Without going into the details on the disagreements, it really comes down to rules. In the House it is easy: there are 435 members, get to 218 votes and you win. The Republicans currently hold 247 seats meaning they can pass anything they want, and they do. The Senate is completely different, a simple majority rarely wins. Controversial legislation almost always needs 60 percent of the vote.
The Senate, sometimes called “the most deliberative body in the world”, operates under unanimous consent agreements. This means that any of the 100 senators can simply object to proceeding on consideration of any issue. The threat behind the objection is that the senator will come down to the Senate floor and filibuster by prolonging debate indefinitely. This rarely happens as senators try to reach agreement on legislation in order to move forward.
When agreement can't be reached the Senate majority leader, currently Sen. Mitch McConnell (R-KY), can “invoke cloture.” Cloture requires the support of three-fifths of the Senate, which is usually 60 of the 100 potential votes and effectively ends debate and requires a vote after 30 hours.
Right now, the Senate has 55 Republicans, 45 Democrats, and a few votes short of 60 for a final Zika package.
If they leave without a Zika funding package, make sure you find them at your county or state fair and tell them to get this done. Refer to the AAN's Updates on Zika Virus for more information.
Partnering with Patient Groups
Partnering with patient communities is a top priority of the AAN. As I look back at many of the successes of AAN advocacy, it is almost always in conjunction with patient groups. Time and time again, we have partnered with epilepsy, Parkinson's, Alzheimer's, MS, and many more patient groups to enact positive health policy goals that benefit both patients and physicians.
Our latest effort has been work with the American Heart/Stroke Association (AHA/ASA) on the Furthering Access to Stroke Telemedicine (FAST) Act, HR 2799, that now has 130 cosponsors. We recently took another step with AHA/ASA.
Congress was out the week before last in advance of July 4th. I took the opportunity to visit the Center for Medicare and Medicaid Innovation (CMMI) alongside AAN members James Grotta, MD, of Houston; Andrei Alexandrov, MD, of Memphis; and Andrew Russman, MD, of Cleveland, as well as Stephanie Mohl of the AHA/ASA.
CMMI is a division of CMS that was created as part of the Affordable Care Act passed in 2010. The purpose of the Innovation Center is to test “innovative payment and service delivery models to reduce program expenditures … while preserving or enhancing the quality of care” for those individuals who receive Medicare, Medicaid, or Children's Health Insurance Program (CHIP) benefits.

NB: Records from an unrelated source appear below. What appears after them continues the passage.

//! Mutual exclusion for read-modify-write sequences.

use parking_lot::{FairMutex, FairMutexGuard};

/// Lets one load-merge-save sequence run at a time.
///
/// Waiters are queued in arrival order, so under contention nobody gets
/// skipped. Plain reads don't need it: saves replace the file atomically.
#[derive(Default)]
pub struct MutationGuard {
    lock: FairMutex<()>,
}

/// Exclusive access held until dropped. Dropping also happens while
/// unwinding, so a panicking merge still releases the guard.
#[must_use = "the guard is released as soon as the scope is dropped"]
pub struct MutationScope<'a> {
    _held: FairMutexGuard<'a, ()>,
}

impl MutationGuard {
    /// New, unheld guard.
    pub fn new() -> Self {
        Self::default()
    }

    /// Block until every earlier caller is done, then hold the guard.
    pub fn acquire(&self) -> MutationScope<'_> {
        MutationScope {
            _held: self.lock.lock(),
        }
    }

    /// Run `f` while holding the guard.
    pub fn run<R>(&self, f: impl FnOnce() -> R) -> R {
        let _scope = self.acquire();
        f()
    }

    /// `true` while some caller holds the guard.
    #[must_use]
    pub fn is_held(&self) -> bool {
        self.lock.is_locked()
    }
}

impl std::fmt::Debug for MutationGuard {
    fn fmt(&self, f: &mut std::fmt::Formatter<'_>) -> std::fmt::Result {
        f.debug_struct("MutationGuard")
            .field("held", &self.is_held())
            .finish()
    }
}
//! The shared contest document and its closed set of categories.

use crate::error::Error;
use serde::{Deserialize, Serialize};
use serde_json::{Map, Value};
use std::collections::BTreeMap;
use std::fmt;
use tracing::warn;

/// One contest entry. The store never looks inside it.
pub type Record = Value;

/// Contest identifiers. The set is fixed at build time; variant order is the
/// order categories appear in the persisted file.
#[derive(Debug, Clone, Copy, PartialEq, Eq, PartialOrd, Ord, Hash, Serialize)]
#[serde(rename_all = "lowercase")]
pub enum Category {
    /// IQ quiz.
    Iq,
    /// Sanskriti contest.
    Sanskriti,
    /// Maths quiz.
    Maths,
    /// Sudoku.
    Sudoku,
}

impl Category {
    /// Every known category, in display order.
    pub const ALL: [Category; 4] = [
        Category::Iq,
        Category::Sanskriti,
        Category::Maths,
        Category::Sudoku,
    ];

    /// Resolve a wire identifier. Matching is exact (`"IQ"` is not `iq`).
    #[must_use]
    pub fn from_id(id: &str) -> Option<Self> {
        Self::ALL.into_iter().find(|c| c.as_str() == id)
    }

    /// The identifier used on the wire and on disk.
    #[must_use]
    pub fn as_str(self) -> &'static str {
        match self {
            Category::Iq => "iq",
            Category::Sanskriti => "sanskriti",
            Category::Maths => "maths",
            Category::Sudoku => "sudoku",
        }
    }
}

impl fmt::Display for Category {
    fn fmt(&self, f: &mut fmt::Formatter<'_>) -> fmt::Result {
        f.write_str(self.as_str())
    }
}

/// The two client-managed restore points.
#[derive(Debug, Clone, Copy, PartialEq, Eq, PartialOrd, Ord, Hash)]
pub enum BackupSlot {
    /// Stored under `backup1`.
    First,
    /// Stored under `backup2`.
    Second,
}

impl BackupSlot {
    /// Both slots.
    pub const ALL: [BackupSlot; 2] = [BackupSlot::First, BackupSlot::Second];

    /// Top-level field name of this slot.
    #[must_use]
    pub fn field(self) -> &'static str {
        match self {
            BackupSlot::First => "backup1",
            BackupSlot::Second => "backup2",
        }
    }
}

/// Full persisted state: per-category record lists plus two opaque backups.
///
/// Every category is always present. The map is private so that holds no
/// matter what a caller does with a `Document` it was handed.
#[derive(Debug, Clone, PartialEq, Eq, Serialize, Deserialize)]
#[serde(try_from = "Value")]
pub struct Document {
    #[serde(rename = "data")]
    categories: BTreeMap<Category, Vec<Record>>,
    backup1: Option<Value>,
    backup2: Option<Value>,
}

impl Default for Document {
    fn default() -> Self {
        Self {
            categories: Category::ALL.into_iter().map(|c| (c, Vec::new())).collect(),
            backup1: None,
            backup2: None,
        }
    }
}

impl Document {
    /// Records of `category`, in submission order.
    #[must_use]
    pub fn records(&self, category: Category) -> &[Record] {
        self.categories.get(&category).map_or(&[][..], Vec::as_slice)
    }

    /// Number of records in `category`.
    #[must_use]
    pub fn len(&self, category: Category) -> usize {
        self.records(category).len()
    }

    /// Records across all categories.
    #[must_use]
    pub fn total_records(&self) -> usize {
        self.categories.values().map(Vec::len).sum()
    }

    /// Swap out the whole list for `category`.
    pub fn replace_records(&mut self, category: Category, records: Vec<Record>) {
        self.categories.insert(category, records);
    }

    /// Append one record to the end of `category`.
    pub fn push_record(&mut self, category: Category, record: Record) {
        self.categories.entry(category).or_default().push(record);
    }

    /// Contents of a backup slot, if set.
    #[must_use]
    pub fn backup(&self, slot: BackupSlot) -> Option<&Value> {
        match slot {
            BackupSlot::First => self.backup1.as_ref(),
            BackupSlot::Second => self.backup2.as_ref(),
        }
    }

    /// Overwrite a backup slot. `Some(Value::Null)` is stored as unset.
    pub fn set_backup(&mut self, slot: BackupSlot, value: Option<Value>) {
        let value = value.filter(|v| !v.is_null());
        match slot {
            BackupSlot::First => self.backup1 = value,
            BackupSlot::Second => self.backup2 = value,
        }
    }
}

impl TryFrom<Value> for Document {
    type Error = Error;

    /// Validate a parsed file and repair it. Unknown keys are dropped and a
    /// category that is missing or not an array comes back empty. Only a
    /// root or `data` of the wrong type rejects the whole file.
    fn try_from(value: Value) -> Result<Self, Self::Error> {
        let Value::Object(mut root) = value else {
            return Err(Error::Deserialize("document root is not an object".into()));
        };

        let mut doc = Document::default();
        match root.remove("data") {
            None => {}
            Some(Value::Object(data)) => fill_categories(&mut doc, data),
            Some(_) => return Err(Error::Deserialize("`data` is not an object".into())),
        }
        for slot in BackupSlot::ALL {
            doc.set_backup(slot, root.remove(slot.field()));
        }
        Ok(doc)
    }
}

fn fill_categories(doc: &mut Document, mut data: Map<String, Value>) {
    for category in Category::ALL {
        match data.remove(category.as_str()) {
            None => {}
            Some(Value::Array(records)) => doc.replace_records(category, records),
            Some(_) => warn!(%category, "stored category is not an array, resetting it"),
        }
    }
}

Drs. Grotta, Alexandrov, and Russman are the pioneers of an innovative care delivery model that provides early interventions for stroke patients using mobile stroke unit (MSU) that are equipped to provide care while in route to an emergency department.
Our visit was put together by AHA/ASA as a collaborative effort to inform CMMI about the projects and pave the way to future coverage of the services by Medicare. That goal is a long way from now but AAN and AHA/ASA will continue our conversation with CMMI. It was good to get a look at some of the work being done by CMMI and especially to continue our partnerships with the patient communities.